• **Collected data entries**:
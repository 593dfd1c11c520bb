//! `{{ name }}` variable substitution.

use std::collections::HashMap;
use std::sync::OnceLock;

use regex::{Captures, Regex};

fn variable_regex() -> Option<&'static Regex> {
    static RE: OnceLock<Option<Regex>> = OnceLock::new();
    RE.get_or_init(|| {
        Regex::new(r"\{\{\s*([A-Za-z_][A-Za-z0-9_.\-]*)\s*\}\}")
            .map_err(|e| tracing::error!(error = %e, "variable pattern failed to compile"))
            .ok()
    })
    .as_ref()
}

/// Replace every `{{ name }}` whose name is present in `variables`.
/// Unknown placeholders are left untouched.
pub fn substitute(text: &str, variables: &HashMap<String, String>) -> String {
    let Some(re) = variable_regex() else {
        return text.to_owned();
    };
    if variables.is_empty() {
        return text.to_owned();
    }
    re.replace_all(text, |caps: &Captures<'_>| match variables.get(&caps[1]) {
        Some(value) => value.clone(),
        None => caps[0].to_owned(),
    })
    .into_owned()
}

• **PROBLEM REQUIREMENTS**: None of the records may be left out; each is to be restated exactly.

• **TASK SOLUTION**:
repository 593dfd1c11c520bb
//! `{{ name }}` variable substitution.

use std::collections::HashMap;
use std::sync::OnceLock;

use regex::{Captures, Regex};

fn variable_regex() -> Option<&'static Regex> {
    static RE: OnceLock<Option<Regex>> = OnceLock::new();
    RE.get_or_init(|| {
        Regex::new(r"\{\{\s*([A-Za-z_][A-Za-z0-9_.\-]*)\s*\}\}")
            .map_err(|e| tracing::error!(error = %e, "variable pattern failed to compile"))
            .ok()
    })
    .as_ref()
}

/// Replace every `{{ name }}` whose name is present in `variables`.
/// Unknown placeholders are left untouched.
pub fn substitute(text: &str, variables: &HashMap<String, String>) -> String {
    let Some(re) = variable_regex() else {
        return text.to_owned();
    };
    if variables.is_empty() {
        return text.to_owned();
    }
    re.replace_all(text, |caps: &Captures<'_>| match variables.get(&caps[1]) {
        Some(value) => value.clone(),
        None => caps[0].to_owned(),
    })
    .into_owned()
}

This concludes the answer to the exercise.